As per kernel.org’s memmap:

memmap=nn[KMG]$ss[KMG]
                        [KNL,ACPI,EARLY] Mark specific memory as reserved.
                        Region of memory to be reserved is from ss to ss+nn.
                        Example: Exclude memory from 0x18690000-0x1869ffff
                                 memmap=64K$0x18690000
                                 or
                                 memmap=0x10000$0x18690000
                        Some bootloaders may need an escape character before '$',
                        like Grub2, otherwise '$' and the following number
                        will be eaten.

This effectively means that, if we append the following to the cmdline:

memmap=128M$0x1bf000000

Linux is going to carve 128M starting from physical address 0x1bf000000 out of the System RAM and mark it as Reserved so PCIem can use it.

With that exact setup, we’d then load PCIem as follows:

sudo insmod kernel/pciem.ko pciem_phys_regions="bar0:0x1bf000000:0x10000,bar2:0x1bf100000:0x100000"

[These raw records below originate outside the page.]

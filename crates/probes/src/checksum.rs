// SPDX-License-Identifier: BUSL-1.1
// Copyright (c) 2026 Alfred Jean LLC

//! File checksumming.

#[cfg(any(test, feature = "test-support"))]
mod fake;
#[cfg(any(test, feature = "test-support"))]
pub use fake::{ChecksumProbeCall, FakeChecksumProbe};

use crate::error::ProbeError;
use md5::{Digest, Md5};
use sha1::Sha1;
use std::fmt::Write as _;
use std::path::Path;
use vet_core::ChecksumAlgorithm;

pub trait ChecksumProbe: Send + Sync {
    /// Compute the hex digest of `path`'s contents under `algorithm`.
    fn checksum(&self, path: &Path, algorithm: ChecksumAlgorithm) -> Result<String, ProbeError>;
}

/// Reads the whole file and hashes it with the real `md-5`/`sha1` crates.
pub struct RealChecksumProbe;

impl ChecksumProbe for RealChecksumProbe {
    fn checksum(&self, path: &Path, algorithm: ChecksumAlgorithm) -> Result<String, ProbeError> {
        let bytes = std::fs::read(path).map_err(|source| ProbeError::Checksum {
            path: path.display().to_string(),
            source,
        })?;
        let digest = match algorithm {
            ChecksumAlgorithm::Md5 => {
                let mut hasher = Md5::new();
                hasher.update(&bytes);
                hasher.finalize().to_vec()
            }
            ChecksumAlgorithm::Sha1 => {
                let mut hasher = Sha1::new();
                hasher.update(&bytes);
                hasher.finalize().to_vec()
            }
        };
        let mut hex = String::with_capacity(digest.len() * 2);
        for byte in digest {
            let _ = write!(hex, "{byte:02x}");
        }
        Ok(hex)
    }
}

#[cfg(test)]
#[path = "checksum_tests.rs"]
mod tests;
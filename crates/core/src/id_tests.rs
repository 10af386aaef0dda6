// SPDX-License-Identifier: BUSL-1.1
// Copyright (c) 2026 Alfred Jean LLC

use super::*;
use std::borrow::Borrow;
use std::collections::HashMap;

crate::define_id! {
    /// Test ID type for macro verification.
    pub struct TestId;
}

#[test]
fn define_id_new_and_as_str() {
    let id = TestId::new("abc");
    assert_eq!(id.as_str(), "abc");
}

#[test]
fn define_id_display() {
    let id = TestId::new("hello");
    assert_eq!(id.to_string(), "hello");
}

#[test]
fn define_id_from_str_and_string() {
    let a: TestId = "borrowed".into();
    let b: TestId = String::from("owned").into();
    assert_eq!(a.as_str(), "borrowed");
    assert_eq!(b.as_str(), "owned");
}

#[test]
fn define_id_partial_eq_str() {
    let id = TestId::new("test");
    assert_eq!(id, *"test");
    assert_eq!(id, "test");
}

#[test]
fn define_id_borrow_str() {
    let id = TestId::new("key");
    let borrowed: &str = id.borrow();
    assert_eq!(borrowed, "key");
}

#[test]
fn define_id_hash_map_lookup() {
    let mut map = HashMap::new();
    map.insert(TestId::new("k"), 42);
    assert_eq!(map.get("k"), Some(&42));
}

#[test]
fn short_truncates_long_strings() {
    let id = ServiceId::new("a-very-long-service-name");
    assert_eq!(id.short(6), "a-very");
}

#[test]
fn short_keeps_shorter_strings_whole() {
    let id = ServiceId::new("db");
    assert_eq!(id.short(6), "db");
}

What this does is, tell PCIem that, out of the reserved memory region, we’ll do (In terms of BAR assignation):

                   memmap=128M$0x1bf000000      
┌────────────┬─────────────────────────────────┐ Start of reserved
│0x1bf000000 │              BAR0               │
│0x1bf010000 │                                 │
└────────────┼─────────────────────────────────┤
      .      │              Free               │
┌────────────┼─────────────────────────────────┤
│0x1bf100000 │                                 │
│            │              BAR2               │
│0x1bf200000 │                                 │
└────────────┼─────────────────────────────────┤
      .      │                                 │
             │                                 │
      .      │                                 │
             │              Free               │
      .      │                                 │
             │                                 │
 0x1c7000000 │                                 │
             └─────────────────────────────────┘ End of reserved

p2p_regions

The p2p_regions argument is a bit more complex; think of it as a whitelist for DMA accesses within PCIem.

The framework supports Peer-to-Peer DMA, but in order to add a little bit of security; one has to manually whitelist the target BAR region of the device we want to P2P from/to.

To know what to “share”, you need to obtain the device’s desired bar start and end address:

$ lspci -vvv
...
f147:00:00.0 System peripheral: Red Hat, Inc. Virtio 1.0 file system (rev 01)
        Subsystem: Red Hat, Inc. Device 0040
        Physical Slot: 2113372925
        Control: I/O- Mem+ BusMaster+ SpecCycle- MemWINV- VGASnoop- ParErr- Stepping- SERR- FastB2B- DisINTx+
        Status: Cap+ 66MHz- UDF- FastB2B- ParErr- DEVSEL=fast >TAbort- <TAbort- <MAbort- >SERR- <PERR- INTx-
        Latency: 64
        NUMA node: 0
        Region 0: Memory at e00000000 (64-bit, non-prefetchable) [size=4K]
        Region 2: Memory at e00001000 (64-bit, non-prefetchable) [size=4K]
        Region 4: Memory at c00000000 (64-bit, non-prefetchable) [size=8G]
        Capabilities: <access denied>
        Kernel driver in use: virtio-pci

If we were to share BAR0 of this particular device, we’d instruct PCIem as follows:

sudo insmod kernel/pciem.ko p2p_regions="0xe00000000:0x1000"

This will, in turn, give PCIem access to that BAR so PCIe shims can do P2P DMA.

General functionality

PCIem exposes an interface at /dev/pciem which you can freely call into to construct your PCIe shim from within the userspace.

One can see the documented interface on the API page.